Scan the data. Collect each line that contains the word "site".

Stored items:
========

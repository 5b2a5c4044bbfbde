//! Error types for pds-site
//!
//! Library errors use `thiserror`; the binary wraps them in `anyhow`.

use std::path::PathBuf;
use thiserror::Error;

use crate::domain::ports::browser::BrowserError;
use crate::domain::ports::credential_source::CredentialError;
use crate::domain::ports::file_system::FsError;

/// Result type alias for pds-site operations
pub type PdsResult<T> = Result<T, PdsError>;

/// Main error type for pds-site operations
#[derive(Error, Debug)]
pub enum PdsError {
    /// A vendor package named in the build is not in the registry
    #[error("vendor package '{name}' is not registered (known: {known})")]
    UnknownVendor { name: String, known: String },

    /// The stylesheet compiler rejected a source file
    #[error("failed to compile stylesheet {}: {message}", .file.display())]
    StylesheetCompile { file: PathBuf, message: String },

    /// The script bundler could not produce a bundle
    #[error("failed to bundle {}: {message}", .entry.display())]
    ScriptBundle { entry: PathBuf, message: String },

    /// Configuration file could not be parsed
    #[error("invalid configuration in {}: {message}", .file.display())]
    InvalidConfig { file: PathBuf, message: String },

    /// Scenario file could not be parsed
    #[error("invalid scenario file {}: {message}", .file.display())]
    InvalidScenarios { file: PathBuf, message: String },

    /// Directory not found
    #[error("directory not found: {}", .path.display())]
    DirectoryNotFound { path: PathBuf },

    /// File system port error
    #[error(transparent)]
    Fs(#[from] FsError),

    /// Browser driver error
    #[error(transparent)]
    Browser(#[from] BrowserError),

    /// Credential lookup error
    #[error(transparent)]
    Credential(#[from] CredentialError),

    /// IO error
    #[error("IO error: {0}")]
    Io(#[from] std::io::Error),
}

========

### Exercise solution
//! Error types for pds-site
/// Result type alias for pds-site operations
/// Main error type for pds-site operations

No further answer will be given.